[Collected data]

+--

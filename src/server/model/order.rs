//! Order domain models and the checkout snapshot builder.
//!
//! An order never references live menu rows. At checkout the service resolves
//! the cart against the current menu tree into [`CartLine`]s, and
//! [`OrderSnapshot::build`] turns those into priced, self-contained detail
//! lines. The detail is stored as JSON and never rewritten afterwards; only
//! the order status changes over an order's lifetime.

use chrono::{DateTime, Utc};
use serde::{Deserialize, Serialize};

use crate::{
    model::order::{
        CreateOrderDto, OrderDetailDto, OrderDetailGroupDto, OrderDetailOptionDto, OrderDto,
        OrderStatus, PaginatedOrdersDto, PaymentType,
    },
    server::error::order::OrderError,
};

impl From<entity::sea_orm_active_enums::PaymentType> for PaymentType {
    fn from(value: entity::sea_orm_active_enums::PaymentType) -> Self {
        match value {
            entity::sea_orm_active_enums::PaymentType::Offline => Self::Offline,
            entity::sea_orm_active_enums::PaymentType::Online => Self::Online,
        }
    }
}

impl From<PaymentType> for entity::sea_orm_active_enums::PaymentType {
    fn from(value: PaymentType) -> Self {
        match value {
            PaymentType::Offline => Self::Offline,
            PaymentType::Online => Self::Online,
        }
    }
}

impl From<entity::sea_orm_active_enums::OrderStatus> for OrderStatus {
    fn from(value: entity::sea_orm_active_enums::OrderStatus) -> Self {
        match value {
            entity::sea_orm_active_enums::OrderStatus::NotPayment => Self::NotPayment,
            entity::sea_orm_active_enums::OrderStatus::Paid => Self::Paid,
            entity::sea_orm_active_enums::OrderStatus::Done => Self::Done,
            entity::sea_orm_active_enums::OrderStatus::Cancelled => Self::Cancelled,
        }
    }
}

impl From<OrderStatus> for entity::sea_orm_active_enums::OrderStatus {
    fn from(value: OrderStatus) -> Self {
        match value {
            OrderStatus::NotPayment => Self::NotPayment,
            OrderStatus::Paid => Self::Paid,
            OrderStatus::Done => Self::Done,
            OrderStatus::Cancelled => Self::Cancelled,
        }
    }
}

impl OrderStatus {
    /// Done and cancelled orders are closed for further status changes.
    pub fn is_terminal(self) -> bool {
        matches!(self, Self::Done | Self::Cancelled)
    }

    pub fn can_transition_to(self, next: OrderStatus) -> bool {
        !self.is_terminal() && self != next
    }
}

/// Option copied into an order detail line.
#[derive(Debug, Clone, PartialEq, Eq, Serialize, Deserialize)]
pub struct OrderLineOption {
    pub name: String,
    pub price: i32,
}

/// Group copied into an order detail line with the options that were chosen.
#[derive(Debug, Clone, PartialEq, Eq, Serialize, Deserialize)]
pub struct OrderLineGroup {
    pub name: String,
    pub option: Vec<OrderLineOption>,
}

/// One priced line of an order snapshot.
///
/// Field names double as the stored JSON layout of the `detail` column.
#[derive(Debug, Clone, PartialEq, Eq, Serialize, Deserialize)]
pub struct OrderLine {
    pub name: String,
    pub price: i32,
    pub quantity: i32,
    pub sub_price: i64,
    pub group: Vec<OrderLineGroup>,
}

impl OrderLine {
    fn into_dto(self) -> OrderDetailDto {
        OrderDetailDto {
            name: self.name,
            price: self.price,
            quantity: self.quantity,
            sub_price: self.sub_price,
            group: self
                .group
                .into_iter()
                .map(|g| OrderDetailGroupDto {
                    name: g.name,
                    option: g
                        .option
                        .into_iter()
                        .map(|o| OrderDetailOptionDto {
                            name: o.name,
                            price: o.price,
                        })
                        .collect(),
                })
                .collect(),
        }
    }
}

/// Group selection of a cart item as submitted by the user.
#[derive(Debug, Clone)]
pub struct CartGroupParam {
    pub group_id: i32,
    pub option_ids: Vec<i32>,
}

/// Cart item as submitted by the user: identifiers and quantity only.
#[derive(Debug, Clone)]
pub struct CartItemParam {
    pub menu_id: i32,
    pub quantity: i32,
    pub groups: Vec<CartGroupParam>,
}

/// Checkout request before prices are resolved.
#[derive(Debug, Clone)]
pub struct PlaceOrderParam {
    pub restaurant_id: i32,
    pub payment_type: PaymentType,
    pub discount_amount: i64,
    pub items: Vec<CartItemParam>,
}

impl PlaceOrderParam {
    pub fn from_dto(dto: CreateOrderDto) -> Self {
        Self {
            restaurant_id: dto.r_id,
            payment_type: dto.payment_type,
            discount_amount: dto.discount_amount,
            items: dto
                .menu
                .into_iter()
                .map(|item| CartItemParam {
                    menu_id: item.m_id,
                    quantity: item.quantity,
                    groups: item
                        .group
                        .into_iter()
                        .map(|group| CartGroupParam {
                            group_id: group.g_id,
                            option_ids: group.option,
                        })
                        .collect(),
                })
                .collect(),
        }
    }
}

/// Chosen option resolved from the live menu.
#[derive(Debug, Clone, PartialEq)]
pub struct CartOption {
    pub name: String,
    pub price: i32,
}

#[derive(Debug, Clone, PartialEq)]
pub struct CartGroup {
    pub name: String,
    pub options: Vec<CartOption>,
}

/// Cart line resolved from the live menu: current name and price plus the
/// chosen options.
#[derive(Debug, Clone, PartialEq)]
pub struct CartLine {
    pub name: String,
    pub price: i32,
    pub quantity: i32,
    pub groups: Vec<CartGroup>,
}

/// Everything needed to price an order.
#[derive(Debug, Clone)]
pub struct OrderDraft {
    pub user_id: i32,
    pub restaurant_id: i32,
    pub payment_type: PaymentType,
    pub discount_amount: i64,
    pub lines: Vec<CartLine>,
}

/// Priced, immutable copy of a cart ready to be stored.
#[derive(Debug, Clone, PartialEq)]
pub struct OrderSnapshot {
    pub user_id: i32,
    pub restaurant_id: i32,
    pub payment_type: PaymentType,
    pub discount_amount: i64,
    pub total_price: i64,
    pub detail: Vec<OrderLine>,
}

impl OrderSnapshot {
    /// Prices a resolved cart.
    ///
    /// Each line costs `(menu price + sum of chosen option prices) * quantity`
    /// and the order total is the sum of all lines minus the discount.
    ///
    /// # Returns
    /// - `Ok(OrderSnapshot)` - Priced snapshot with copied names and prices
    /// - `Err(OrderError::EmptyCart)` - No lines in the cart
    /// - `Err(OrderError::InvalidQuantity)` - A line has quantity below 1
    /// - `Err(OrderError::NegativeDiscount)` - Discount is below zero
    /// - `Err(OrderError::DiscountExceedsTotal)` - Discount is larger than the gross total
    /// - `Err(OrderError::Overflow)` - Amounts do not fit in 64 bits
    pub fn build(draft: OrderDraft) -> Result<Self, OrderError> {
        if draft.lines.is_empty() {
            return Err(OrderError::EmptyCart);
        }
        if draft.discount_amount < 0 {
            return Err(OrderError::NegativeDiscount(draft.discount_amount));
        }

        let mut gross: i64 = 0;
        let mut detail = Vec::with_capacity(draft.lines.len());

        for line in draft.lines {
            if line.quantity < 1 {
                return Err(OrderError::InvalidQuantity {
                    menu: line.name,
                    quantity: line.quantity,
                });
            }

            let mut unit_price = i64::from(line.price);
            let mut groups = Vec::with_capacity(line.groups.len());
            for group in line.groups {
                let mut options = Vec::with_capacity(group.options.len());
                for option in group.options {
                    unit_price = unit_price
                        .checked_add(i64::from(option.price))
                        .ok_or(OrderError::Overflow)?;
                    options.push(OrderLineOption {
                        name: option.name,
                        price: option.price,
                    });
                }
                groups.push(OrderLineGroup {
                    name: group.name,
                    option: options,
                });
            }

            let sub_price = unit_price
                .checked_mul(i64::from(line.quantity))
                .ok_or(OrderError::Overflow)?;
            gross = gross.checked_add(sub_price).ok_or(OrderError::Overflow)?;

            detail.push(OrderLine {
                name: line.name,
                price: line.price,
                quantity: line.quantity,
                sub_price,
                group: groups,
            });
        }

        if draft.discount_amount > gross {
            return Err(OrderError::DiscountExceedsTotal {
                discount: draft.discount_amount,
                gross,
            });
        }

        Ok(Self {
            user_id: draft.user_id,
            restaurant_id: draft.restaurant_id,
            payment_type: draft.payment_type,
            discount_amount: draft.discount_amount,
            total_price: gross - draft.discount_amount,
            detail,
        })
    }
}

/// Stored order.
///
/// `user_id` and `restaurant_id` become `None` once the referenced account
/// leaves; the snapshot itself stays intact.
#[derive(Debug, Clone, PartialEq)]
pub struct Order {
    pub id: i32,
    pub user_id: Option<i32>,
    pub restaurant_id: Option<i32>,
    pub payment_type: PaymentType,
    pub status: OrderStatus,
    pub discount_amount: i64,
    pub total_price: i64,
    pub detail: Vec<OrderLine>,
    pub created_at: DateTime<Utc>,
}

impl Order {
    /// Converts an entity model to an order domain model, decoding the stored detail JSON.
    ///
    /// # Returns
    /// - `Ok(Order)` - Decoded order
    /// - `Err(DbErr::Json)` - Stored detail does not match the snapshot layout
    pub fn from_entity(entity: entity::order::Model) -> Result<Self, sea_orm::DbErr> {
        let detail: Vec<OrderLine> = serde_json::from_value(entity.detail).map_err(|e| {
            sea_orm::DbErr::Json(format!("Order {} has malformed detail: {}", entity.id, e))
        })?;

        Ok(Self {
            id: entity.id,
            user_id: entity.user_id,
            restaurant_id: entity.restaurant_id,
            payment_type: entity.payment_type.into(),
            status: entity.status.into(),
            discount_amount: entity.discount_amount,
            total_price: entity.total_price,
            detail,
            created_at: entity.created_at,
        })
    }

    pub fn into_dto(self) -> OrderDto {
        OrderDto {
            od_id: self.id,
            u_id: self.user_id,
            r_id: self.restaurant_id,
            payment_type: self.payment_type,
            status: self.status,
            discount_amount: self.discount_amount,
            total_price: self.total_price,
            detail: self.detail.into_iter().map(OrderLine::into_dto).collect(),
            created_at: self.created_at,
        }
    }
}

#[derive(Debug, Clone, PartialEq)]
pub struct PaginatedOrders {
    pub orders: Vec<Order>,
    pub total: u64,
    pub page: u64,
    pub per_page: u64,
    pub total_pages: u64,
}

impl PaginatedOrders {
    pub fn into_dto(self) -> PaginatedOrdersDto {
        PaginatedOrdersDto {
            orders: self.orders.into_iter().map(Order::into_dto).collect(),
            total: self.total,
            page: self.page,
            per_page: self.per_page,
            total_pages: self.total_pages,
        }
    }
}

+--

Of all the entries above, retype exactly the lines from the line with "fit in 64 bits" to the line with "let mut options", both included, and no others.

    /// - `Err(OrderError::Overflow)` - Amounts do not fit in 64 bits
    pub fn build(draft: OrderDraft) -> Result<Self, OrderError> {
        if draft.lines.is_empty() {
            return Err(OrderError::EmptyCart);
        }
        if draft.discount_amount < 0 {
            return Err(OrderError::NegativeDiscount(draft.discount_amount));
        }

        let mut gross: i64 = 0;
        let mut detail = Vec::with_capacity(draft.lines.len());

        for line in draft.lines {
            if line.quantity < 1 {
                return Err(OrderError::InvalidQuantity {
                    menu: line.name,
                    quantity: line.quantity,
                });
            }

            let mut unit_price = i64::from(line.price);
            let mut groups = Vec::with_capacity(line.groups.len());
            for group in line.groups {
                let mut options = Vec::with_capacity(group.options.len());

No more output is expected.